[3] Salah Paham

40 16 19
                                    

Dua minggu setelah kepulangan kedua orang tua beserta kakaknya, kini hidup Gara sudah kembali tentram. Dia bebas mau melakukan apa pun di rumah tanpa harus bersitegang dengan sang papa.

Bukannya Gara tak suka ada papanya di sana, Gara hanya tak mau terus-terusan berdebat. Dia akan selalu merasa bersalah setiap kali selesai berdebat dengan sang papa, dan dia tak menyukai itu.

Walau bagaimanapun juga beliau tetaplah ayahnya, orang yang selalu menyayanginya dari dia lahir hingga dewasa. Dia jauh dari orang tuanya pun papanya tetap memperhatikannya, tak pernah sekali pun papanya lupa akan dirinya. Jadi sudah sewajarnya Gara mengkhawatirkan perasaan beliau.

Gara tau papanya ingin memberikan yang terbaik untuknya, tapi dia juga yakin akan kemampuannya. Dan dia akan membuktikan itu kepada orang tuanya, kepada semua anggota keluarganya.

"Om!" teriakan membahana dari depan televisi mengalihkan perhatian Gara.

Saat ini dia memang sedang menemani Akbar menonton televisi, tapi anak itu malah lebih memilih duduk lesehan di karpet bulu, sedangkan Gara sendiri tiduran di atas sofa. Malah sempat-sempatnya dia termenung.

"Apa Akbar? Kenapa teriak-teriak begitu?"

"Mau minum," ucapnya lirih.

"Om ambilin, jangan ke mana-mana," tegasnya.

Setelah mendapat anggukan dari bocah yang ada di depannya, Gara langsung menuju dapur. Tempat di mana kakak iparnya dan pembantu rumah tangga tengah menyiapkan makan malam.

"Kenapa, Gar?" Nelisa, kakak iparnya pun bertanya ketika melihat Gara berada di dapur.

"Nggak, mau ngambil minum," jawab Gara.

"Oh, kirain si Akbar nangis lagi."

"Nggak, Mbak. Anteng banget itu dia nontonnya."

"Ya gitu, kalau udah ketemu sama Upin-Ipin nggak bakal dia inget apa-apa lagi." Nelisa tertawa lebar di ikuti oleh wanita yang berada di sampingnya.

Gara hanya tersenyum menanggapi, kemudian berpamitan kepada dua wanita pemilik dapur.

"Nih minumnya." Gara membantu memegangi gelas agar Akbar yang sedang meneguk air tak kesusahan. Selesai meletakkan gelas di atas meja, ia kembali mendekati keponakannya. "Nanti nggak boleh teriak-teriak begitu lagi, ya?"

Akbar menunduk kemudian mengangguk pelan. Walaupun Gara kerap kali memanjakan Akbar, tapi dia tak bisa membiarkan Akbar bersikap kasar seperti tadi, apalagi kepada yang lebih tua.

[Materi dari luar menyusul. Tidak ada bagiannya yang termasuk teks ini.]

//! Command action implementations
//!
//! Each action implements the `CommandHandler` trait and handles
//! one specific command type against the working copy of a sitting.

use enum_dispatch::enum_dispatch;

use super::context::CommandContext;
use super::error::LedgerResult;
use super::split::MaterialityPolicy;
use shared::sitting::{CommandOutcome, TableCommandPayload};

mod initialize_split;
mod pay_amount;
mod pay_dish;
mod pay_split_share;
mod place_dish_order;
mod update_kitchen_status;

pub use initialize_split::InitializeSplitAction;
pub use pay_amount::PayAmountAction;
pub use pay_dish::PayDishAction;
pub use pay_split_share::PaySplitShareAction;
pub use place_dish_order::PlaceDishOrderAction;
pub use update_kitchen_status::UpdateKitchenStatusAction;

/// Command handler
#[enum_dispatch]
pub trait CommandHandler {
    /// Input checks that need no ledger state
    fn validate(&self) -> LedgerResult<()> {
        Ok(())
    }

    /// Apply the command to the working copy
    fn execute(&self, ctx: &mut CommandContext<'_>) -> LedgerResult<CommandOutcome>;
}

/// CommandAction enum - dispatches to concrete action implementations
#[enum_dispatch(CommandHandler)]
#[derive(Debug, Clone)]
pub enum CommandAction {
    PlaceDishOrder(PlaceDishOrderAction),
    PayDish(PayDishAction),
    PayAmount(PayAmountAction),
    InitializeSplit(InitializeSplitAction),
    PaySplitShare(PaySplitShareAction),
    UpdateKitchenStatus(UpdateKitchenStatusAction),
}

impl CommandAction {
    /// Build the action for a payload
    ///
    /// This is the ONLY place with a match on TableCommandPayload.
    pub fn new(payload: &TableCommandPayload, policy: MaterialityPolicy) -> Self {
        match payload {
            TableCommandPayload::PlaceDishOrder {
                table_id,
                owner,
                dish,
            } => CommandAction::PlaceDishOrder(PlaceDishOrderAction {
                table_id: table_id.clone(),
                owner: owner.clone(),
                dish: dish.clone(),
                policy,
            }),
            TableCommandPayload::PayDish { dish_id } => CommandAction::PayDish(PayDishAction {
                dish_id: dish_id.clone(),
            }),
            TableCommandPayload::PayAmount {
                table_id,
                amount,
                owner,
            } => CommandAction::PayAmount(PayAmountAction {
                table_id: table_id.clone(),
                amount: *amount,
                owner: owner.clone(),
            }),
            TableCommandPayload::InitializeSplit {
                table_id,
                number_of_people,
                participants,
            } => CommandAction::InitializeSplit(InitializeSplitAction {
                table_id: table_id.clone(),
                number_of_people: *number_of_people,
                participants: participants.clone(),
            }),
            TableCommandPayload::PaySplitShare {
                table_id,
                participant,
            } => CommandAction::PaySplitShare(PaySplitShareAction {
                table_id: table_id.clone(),
                participant: participant.clone(),
            }),
            TableCommandPayload::UpdateKitchenStatus { dish_id, status } => {
                CommandAction::UpdateKitchenStatus(UpdateKitchenStatusAction {
                    dish_id: dish_id.clone(),
                    status: status.clone(),
                })
            }
        }
    }
}
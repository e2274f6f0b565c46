//! 工具模块 - 日志

pub mod logger;
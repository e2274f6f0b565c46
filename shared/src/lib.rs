//! Shared types for the table ledger
//!
//! Data types exchanged between the ledger engine and its clients
//! (diner devices, kitchen display, admin dashboard): sitting snapshots,
//! dish orders, split shares, commands, command responses and realtime
//! notifications.

pub mod message;
pub mod sitting;
pub mod util;

// Re-exports
pub use serde::{Deserialize, Serialize};

pub use message::{OrderUpdatedPayload, TableNotification};
pub use sitting::{
    CommandError, CommandErrorCode, CommandOutcome, CommandResponse, DishOrder, Owner,
    SittingSnapshot, SittingStatus, SittingSummary, TableCommand, TableCommandPayload,
};
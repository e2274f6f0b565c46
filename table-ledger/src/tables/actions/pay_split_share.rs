//! PaySplitShare command handler

use crate::tables::context::CommandContext;
use crate::tables::error::LedgerResult;
use crate::tables::payment;
use shared::sitting::{CommandOutcome, Owner};

use super::CommandHandler;

/// PaySplitShare action
#[derive(Debug, Clone)]
pub struct PaySplitShareAction {
    pub table_id: String,
    pub participant: Owner,
}

impl CommandHandler for PaySplitShareAction {
    fn execute(&self, ctx: &mut CommandContext<'_>) -> LedgerResult<CommandOutcome> {
        let applied = payment::pay_split_share(ctx, &self.participant)?;
        tracing::info!(
            table_id = %self.table_id,
            participant = %self.participant,
            amount = %applied.amount,
            remaining = %ctx.snapshot.remaining_amount,
            "Split share paid"
        );
        Ok(CommandOutcome {
            amount_applied: Some(applied.amount),
            sitting_closed: applied.sitting_closed,
            ..Default::default()
        })
    }
}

Dia sebagai anggota keluarga masih bisa memaklumi, tapi belum tentu jika itu terjadi pada orang lain kan?

Kedua kakaknya juga tak pernah mengajarkan Akbar bersikap semena-mena. Walaupun dia masih kecil tapi tetap harus diajari dan diberi pengertian, agar sifat buruknya tak terbawa sampai ia dewasa.

Mendekat, Gara kemudian mencium pipi gembul Akbar bertubi-tubi sampai sang empunya kegelian dan tertawa terpingkal-pingkal.

"Nda, tolonggg ..." teriak sang ponakan.

"Nggak, nggak ada yang boleh nolongin," ucap Gara sambil mengunci kedua tangan Akbar agar berhenti meronta.

"Hahaha ... Om, lepasin!" Keduanya terbahak sampai berguling-guling di karpet.

Arsen yang baru turun setelah selesai mandi, hanya menggelengkan kepala melihat Gara yang sedang menjahili keponakannya.

***

Setelah selesai makan malam Gara bergegas ke kamar, mengganti bawahannya, ia kemudian melapisi kaos putihnya dengan jaket parka berwarna army sebagai outer nya. Seperti biasa dia akan keluar dan nongkrong di angkringan milik salah satu temannya.